use crate::device::CameraDevice;
use crate::quality::measure_brightness;
use crate::{CameraError, Result};
use bytes::Bytes;
use icapture_config::CameraConfig;
use icapture_logging::LogThrottle;
use icapture_metrics::PipelineMetrics;
use icapture_shutdown::{SignalHandler, StopToken};
use icapture_types::{CameraRole, Clock, ExponentialBackoff, Frame, MonotonicClock};
use std::sync::{Arc, Mutex};
use tokio::sync::watch;
use tokio::task::JoinHandle;
use tokio::time::{timeout, MissedTickBehavior};
use tracing::{debug, info, warn};

/// 摄像头源状态
#[derive(Debug, Clone, Copy, PartialEq, Eq)]
pub enum SourceState {
    Idle,
    Connecting,
    Streaming,
    Reconnecting,
    Stopped,
}

/// 创建一对最新帧通道
pub fn frame_channel() -> (watch::Sender<Option<Frame>>, FrameReceiver) {
    let (tx, rx) = watch::channel(None);
    (tx, FrameReceiver { rx })
}

/// 最新帧接收端
///
/// 只保留最新一帧，消费慢时旧帧被覆盖。`None` 表示摄像头当前不可用。
#[derive(Debug, Clone)]
pub struct FrameReceiver {
    rx: watch::Receiver<Option<Frame>>,
}

impl FrameReceiver {
    /// 等待下一帧；采集端释放后返回 `None`
    pub async fn next_frame(&mut self) -> Option<Frame> {
        loop {
            if self.rx.changed().await.is_err() {
                return None;
            }
            if let Some(frame) = self.rx.borrow_and_update().clone() {
                return Some(frame);
            }
        }
    }

    /// 当前最新帧
    pub fn latest(&self) -> Option<Frame> {
        self.rx.borrow().clone()
    }
}

/// 单路摄像头源
///
/// 启动后在独立任务中采集，连续读取失败达到阈值即判定断线，
/// 按指数退避无限重连。断线期间 [`CameraSource::read_frame`] 返回 `None`，
/// 不会阻塞调用方。
pub struct CameraSource {
    config: CameraConfig,
    role: CameraRole,
    clock: Arc<dyn Clock>,
    metrics: Option<PipelineMetrics>,
    device: Mutex<Option<Box<dyn CameraDevice>>>,
    frame_tx: Arc<watch::Sender<Option<Frame>>>,
    state_tx: Arc<watch::Sender<SourceState>>,
    stop: SignalHandler,
}

impl CameraSource {
    pub fn new(config: CameraConfig, role: CameraRole, device: Box<dyn CameraDevice>) -> Self {
        let (frame_tx, _) = watch::channel(None);
        let (state_tx, _) = watch::channel(SourceState::Idle);
        let (stop, _) = SignalHandler::new();

        Self {
            config,
            role,
            clock: Arc::new(MonotonicClock),
            metrics: None,
            device: Mutex::new(Some(device)),
            frame_tx: Arc::new(frame_tx),
            state_tx: Arc::new(state_tx),
            stop,
        }
    }

    pub fn with_clock(mut self, clock: Arc<dyn Clock>) -> Self {
        self.clock = clock;
        self
    }

    pub fn with_metrics(mut self, metrics: PipelineMetrics) -> Self {
        self.metrics = Some(metrics);
        self
    }

    pub fn camera_id(&self) -> &str {
        &self.config.camera_id
    }

    pub fn location(&self) -> &str {
        &self.config.location
    }

    pub fn role(&self) -> CameraRole {
        self.role
    }

    /// 启动采集任务
    pub fn start(&self) -> Result<JoinHandle<()>> {
        let device = self
            .device
            .lock()
            .unwrap_or_else(|e| e.into_inner())
            .take()
            .ok_or_else(|| CameraError::AlreadyStarted(self.config.camera_id.clone()))?;

        info!(
            camera = %self.config.camera_id,
            role = %self.role,
            device = %device.describe(),
            "Starting camera source"
        );

        let worker = CaptureWorker {
            config: self.config.clone(),
            role: self.role,
            clock: self.clock.clone(),
            metrics: self.metrics.clone(),
            frame_tx: self.frame_tx.clone(),
            state_tx: self.state_tx.clone(),
            stop: self.stop.stop_token(),
            throttle: LogThrottle::default(),
            sequence: 0,
        };

        Ok(tokio::spawn(worker.run(device)))
    }

    /// 最新一帧；断线或尚未出帧时返回 `None`
    pub fn read_frame(&self) -> Option<Frame> {
        self.frame_tx.borrow().clone()
    }

    /// 订阅新帧
    pub fn subscribe(&self) -> FrameReceiver {
        FrameReceiver {
            rx: self.frame_tx.subscribe(),
        }
    }

    pub fn is_healthy(&self) -> bool {
        self.state() == SourceState::Streaming
    }

    pub fn state(&self) -> SourceState {
        *self.state_tx.borrow()
    }

    /// 停止采集并释放设备
    pub fn stop(&self) {
        if !self.stop.is_shutting_down() {
            info!(camera = %self.config.camera_id, "Stopping camera source");
            self.stop.trigger_shutdown();
        }
    }
}

enum StreamEnd {
    Stopped,
    Disconnected,
}

struct CaptureWorker {
    config: CameraConfig,
    role: CameraRole,
    clock: Arc<dyn Clock>,
    metrics: Option<PipelineMetrics>,
    frame_tx: Arc<watch::Sender<Option<Frame>>>,
    state_tx: Arc<watch::Sender<SourceState>>,
    stop: StopToken,
    throttle: LogThrottle,
    sequence: u64,
}

impl CaptureWorker {
    async fn run(mut self, mut device: Box<dyn CameraDevice>) {
        let mut backoff =
            ExponentialBackoff::new(self.config.reconnect_base(), self.config.reconnect_max());

        loop {
            if self.stop.is_stopped() {
                break;
            }

            self.set_state(SourceState::Connecting);
            let opened = tokio::select! {
                _ = self.stop.stopped() => break,
                r = timeout(self.config.read_timeout(), device.open()) => r,
            };

            match opened {
                Ok(Ok(())) => {
                    info!(camera = %self.config.camera_id, device = %device.describe(), "Camera connected");
                    backoff.reset();
                    self.set_healthy(true);
                    self.set_state(SourceState::Streaming);

                    let end = self.stream(device.as_mut()).await;

                    device.close().await;
                    self.frame_tx.send_replace(None);
                    self.set_healthy(false);

                    if let StreamEnd::Stopped = end {
                        break;
                    }
                    warn!(
                        camera = %self.config.camera_id,
                        failures = self.config.max_read_failures,
                        "Camera disconnected after consecutive read failures"
                    );
                }
                Ok(Err(e)) => {
                    warn!(camera = %self.config.camera_id, error = %e, "Failed to open camera");
                }
                Err(_) => {
                    warn!(camera = %self.config.camera_id, "Camera open timed out");
                }
            }

            self.set_state(SourceState::Reconnecting);
            let delay = backoff.next_delay();
            if let Some(metrics) = &self.metrics {
                metrics.record_reconnect(&self.config.camera_id);
            }
            info!(
                camera = %self.config.camera_id,
                attempt = backoff.attempts(),
                delay_ms = delay.as_millis() as u64,
                "Reconnecting camera"
            );

            tokio::select! {
                _ = self.stop.stopped() => break,
                _ = tokio::time::sleep(delay) => {}
            }
        }

        device.close().await;
        self.frame_tx.send_replace(None);
        self.set_healthy(false);
        self.set_state(SourceState::Stopped);
        info!(camera = %self.config.camera_id, "Camera source stopped");
    }

    async fn stream(&mut self, device: &mut dyn CameraDevice) -> StreamEnd {
        let max_failures = self.config.max_read_failures.max(1);
        let read_timeout = self.config.read_timeout();
        let paced = !device.self_paced();
        let mut ticker = tokio::time::interval(self.config.frame_interval());
        ticker.set_missed_tick_behavior(MissedTickBehavior::Skip);
        let mut failures = 0u32;

        loop {
            let stop = self.stop.clone();
            let grabbed = tokio::select! {
                _ = stop.stopped() => return StreamEnd::Stopped,
                r = async {
                    if paced {
                        ticker.tick().await;
                    }
                    timeout(read_timeout, device.grab()).await
                } => r,
            };

            let result = match grabbed {
                Ok(Ok(jpeg)) => self.publish(jpeg).await,
                Ok(Err(e)) => Err(e),
                Err(_) => Err(CameraError::Timeout),
            };

            match result {
                Ok(()) => failures = 0,
                Err(e) => {
                    failures += 1;
                    debug!(
                        camera = %self.config.camera_id,
                        failures,
                        error = %e,
                        "Camera read failed"
                    );
                    if failures >= max_failures {
                        return StreamEnd::Disconnected;
                    }
                }
            }
        }
    }

    async fn publish(&mut self, jpeg: Bytes) -> Result<()> {
        let timestamp = self.clock.now();

        let data = jpeg.clone();
        let brightness = tokio::task::spawn_blocking(move || measure_brightness(&data))
            .await
            .map_err(|e| CameraError::Decode(e.to_string()))??;

        let low_light = brightness < self.config.min_brightness;
        if low_light && self.throttle.allow(&self.config.camera_id) {
            warn!(
                camera = %self.config.camera_id,
                brightness,
                threshold = self.config.min_brightness,
                "Low light, OCR may fail"
            );
        }

        self.sequence += 1;
        let frame = Frame::new(
            self.config.camera_id.clone(),
            self.role,
            timestamp,
            jpeg,
            brightness,
        )
        .with_low_light(low_light)
        .with_sequence(self.sequence);

        if let Some(metrics) = &self.metrics {
            metrics.record_frame(&self.config.camera_id, low_light);
        }
        self.frame_tx.send_replace(Some(frame));
        Ok(())
    }

    fn set_state(&self, state: SourceState) {
        self.state_tx.send_replace(state);
    }

    fn set_healthy(&self, healthy: bool) {
        if let Some(metrics) = &self.metrics {
            metrics.set_camera_healthy(&self.config.camera_id, healthy);
        }
    }
}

________________________

» **About this exercise**
In the listing, find every line containing the word "None" and list it.

» **Answer box**
    let (tx, rx) = watch::channel(None);
/// 只保留最新一帧，消费慢时旧帧被覆盖。`None` 表示摄像头当前不可用。
    /// 等待下一帧；采集端释放后返回 `None`
                return None;
/// 按指数退避无限重连。断线期间 [`CameraSource::read_frame`] 返回 `None`，
        let (frame_tx, _) = watch::channel(None);
            metrics: None,
    /// 最新一帧；断线或尚未出帧时返回 `None`
                    self.frame_tx.send_replace(None);
        self.frame_tx.send_replace(None);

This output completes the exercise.